An Old Poster About Bonds in Times of War

The first bond recorded was a stone discovered in Mesopotamia (now Iraq) dating back to 2400 B.C., when the currency of the time period was Corn. This stone was said to have guaranteed the payment of grain by the principal, and the surety bond guaranteed reimbursement if the principal fails to make payment.

In Venice, around the 1100s, government bonds were issued to fund wars. The bond market continued to evolve in the 14th century, when Venetians could purchase and trade government security, which paid the owner a yearly fixed sum of money FOR LIFE.

Meanwhile, in the United States, the first government bond was issued to raise money for World War I. People would buy these bonds from the government; pay fixed rates in a loan format, and then have the government repay it after the maturity of the bond. The sale of war bonds, known as “Liberty Bonds” afforded the United States government $21 billion dollars of debt which was repaid following the war.

Today, the purpose of bonds has vastly grown. They are not only used to fund wars, but for the building of schools, roads, or public infrastructures. In the same way, corporations make use of bonds to purchase land, equipments, properties, and whatever they may need for their business. Governments and large corporations are the most common entities that issue bonds, because the money they need are much larger amounts than the banks can provide.

Why Do People Buy Bonds?

Bonds give small investors a way to earn a profit on their money from the interests paid, which is typically twice a year, so bonds provide a predictable income stream. Also, if the bonds are held to maturity, bondholders get back the entire amount they put in.

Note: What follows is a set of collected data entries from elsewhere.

use dataviz_store::schema::{DEFAULT_PLOT_KIND, DEFAULT_TOP_N};
use rmcp::{
    ErrorData,
    handler::server::wrapper::Parameters,
    model::CallToolResult,
    schemars,
    tool,
    tool_router,
};
use serde::{Deserialize, Serialize};

use crate::DataVizMcp;
use crate::helpers;

fn default_plot_type() -> String {
    DEFAULT_PLOT_KIND.to_string()
}

const fn default_top_n() -> i64 {
    DEFAULT_TOP_N
}

/// Parameters for rendering the Obesity/Diabetes correlation chart.
#[derive(Debug, Clone, Serialize, Deserialize, schemars::JsonSchema)]
pub struct CorrelationPlotParams {
    /// Name of a CSV file in the data directory.
    pub filename: String,
    /// `scatter` or `heatmap`.
    #[serde(default = "default_plot_type")]
    pub plot_type: String,
}

/// Parameters for rendering a top-N state ranking.
#[derive(Debug, Clone, Serialize, Deserialize, schemars::JsonSchema)]
pub struct StateComparisonParams {
    /// Name of a CSV file in the data directory.
    pub filename: String,
    /// Column to rank by, matched ignoring case.
    pub metric: String,
    /// Number of states to show.
    #[serde(default = "default_top_n")]
    pub top_n: i64,
}

#[tool_router(router = tool_router_plots, vis = "pub")]
impl DataVizMcp {
    #[tool(description = "Plot Obesity against Diabetes for a dataset as a scatter with trend line or as a correlation heatmap. Returns the saved image path.")]
    async fn generate_correlation_plot(
        &self,
        Parameters(params): Parameters<CorrelationPlotParams>,
    ) -> Result<CallToolResult, ErrorData> {
        let control = self.control();
        let CorrelationPlotParams {
            filename,
            plot_type,
        } = params;
        let (task_file, task_kind) = (filename.clone(), plot_type.clone());
        let text = match helpers::run_blocking("generating correlation plot", move || {
            control.generate_correlation_plot(&task_file, &task_kind)
        })
        .await
        {
            Ok(artifact) => format!(
                "Generated {plot_type} plot for {filename}. Image saved to: {}",
                artifact.output_path.display()
            ),
            Err(text) => text,
        };
        Ok(helpers::text_result(text))
    }

    #[tool(description = "Rank the top N states of a dataset by a metric column and render a bar chart. Requires a 'geography' column. Returns the saved image path.")]
    async fn generate_state_comparison(
        &self,
        Parameters(params): Parameters<StateComparisonParams>,
    ) -> Result<CallToolResult, ErrorData> {
        let control = self.control();
        let StateComparisonParams {
            filename,
            metric,
            top_n,
        } = params;
        let task_metric = metric.clone();
        let text = match helpers::run_blocking("generating state comparison", move || {
            control.generate_state_comparison(&filename, &task_metric, top_n)
        })
        .await
        {
            Ok(artifact) => format!(
                "Generated state comparison chart for {metric} (top {top_n} states). Image saved to: {}",
                artifact.output_path.display()
            ),
            Err(text) => text,
        };
        Ok(helpers::text_result(text))
    }
}
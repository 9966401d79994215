use std::{error::Error, fmt};

use dataviz_store::models::{DataFile, ImageFile, Table};
use tracing::debug;

use crate::parsers::{CsvParseError, CsvTableParser};
use crate::render::RenderError;
use crate::store::{DataStore, StoreError};

pub mod correlation;
pub mod describe;
pub mod ranking;
pub mod resolve;

pub use describe::{ColumnDescriptor, DatasetReport};
pub use resolve::resolve_column;

#[derive(Debug)]
pub enum ControlError {
    /// Missing directory, missing file, or filesystem failure.
    Store(StoreError),
    /// The file exists but is not readable as a table.
    Load { filename: String, source: CsvParseError },
    MissingColumns { required: Vec<&'static str> },
    MissingGeographyColumn,
    ColumnNotFound { column: String, available: Vec<String> },
    NoValidData { analysis: &'static str },
    InvalidPlotKind(String),
    InvalidTopN(i64),
    Render(RenderError),
}

impl fmt::Display for ControlError {
    fn fmt(&self, f: &mut fmt::Formatter<'_>) -> fmt::Result {
        match self {
            Self::Store(err) => write!(f, "{err}"),
            Self::Load { filename, source } => {
                write!(f, "Could not load '{filename}' as tabular data: {source}")
            }
            Self::MissingColumns { required } => {
                let quoted: Vec<String> = required.iter().map(|name| format!("'{name}'")).collect();
                write!(
                    f,
                    "Dataset must contain {} columns for correlation analysis.",
                    quoted.join(" and ")
                )
            }
            Self::MissingGeographyColumn => write!(
                f,
                "Dataset must contain 'geography' column for state comparison."
            ),
            Self::ColumnNotFound { column, available } => write!(
                f,
                "Column '{column}' not found in dataset. Available columns: {available:?}"
            ),
            Self::NoValidData { analysis } => {
                write!(f, "No valid data points found for {analysis}.")
            }
            Self::InvalidPlotKind(kind) => write!(
                f,
                "Invalid plot type '{kind}'. Use 'scatter' or 'heatmap'."
            ),
            Self::InvalidTopN(value) => {
                write!(f, "top_n must be greater than zero (got {value}).")
            }
            Self::Render(err) => write!(f, "{err}"),
        }
    }
}

impl Error for ControlError {
    fn source(&self) -> Option<&(dyn Error + 'static)> {
        match self {
            Self::Store(err) => Some(err),
            Self::Load { source, .. } => Some(source),
            Self::Render(err) => Some(err),
            _ => None,
        }
    }
}

impl From<StoreError> for ControlError {
    fn from(err: StoreError) -> Self {
        Self::Store(err)
    }
}

impl From<RenderError> for ControlError {
    fn from(err: RenderError) -> Self {
        Self::Render(err)
    }
}

pub type ControlResult<T> = Result<T, ControlError>;

/// Entry point for every dataset query and chart render.
///
/// Holds only the two directory paths; each call re-reads from disk.
#[derive(Debug, Clone)]
pub struct DataVizControlPlane {
    store: DataStore,
}

impl DataVizControlPlane {
    #[must_use]
    pub const fn new(store: DataStore) -> Self {
        Self { store }
    }

    #[must_use]
    pub const fn store(&self) -> &DataStore {
        &self.store
    }

    /// Lists every regular file in the input directory.
    ///
    /// # Errors
    /// Returns `ControlError::Store` if the input directory is missing or unreadable.
    pub fn list_data_files(&self) -> ControlResult<Vec<DataFile>> {
        Ok(self.store.list_data_files()?)
    }

    /// Lists rendered images, newest first.
    ///
    /// # Errors
    /// Returns `ControlError::Store` if the output directory is missing or unreadable.
    pub fn list_generated_images(&self) -> ControlResult<Vec<ImageFile>> {
        Ok(self.store.list_images()?)
    }

    /// Loads a dataset from the input directory.
    ///
    /// # Errors
    /// Returns `ControlError::Store` when the file does not exist and
    /// `ControlError::Load` when it cannot be parsed.
    pub fn load_table(&self, filename: &str) -> ControlResult<Table> {
        let path = self.store.resolve_data_file(filename)?;
        let table = CsvTableParser::parse_file(&path).map_err(|source| ControlError::Load {
            filename: filename.to_string(),
            source,
        })?;
        debug!(
            filename,
            rows = table.row_count(),
            columns = table.column_count(),
            "loaded dataset"
        );
        Ok(table)
    }
}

In a way, bonds preserve the capital you put in while investing.

However, bonds also are also subject to several risks which include call and prepayment risk, credit risk, and reinvestment risk, among others.

If a company goes bankrupt, its bondholders have no guarantee in regard to the amount of money that’s returned to them, as it only depends on the proceeds of the sale of assets ahead of some other creditors. Some bonds are also callable, which means that even if the company agreed to make payments plus interest for a period of time, the company can choose to pay it off early. This forces the bondholder to find a new place for his money. It’s especially harder, because companies usually pay off bonds early when interest rates fall.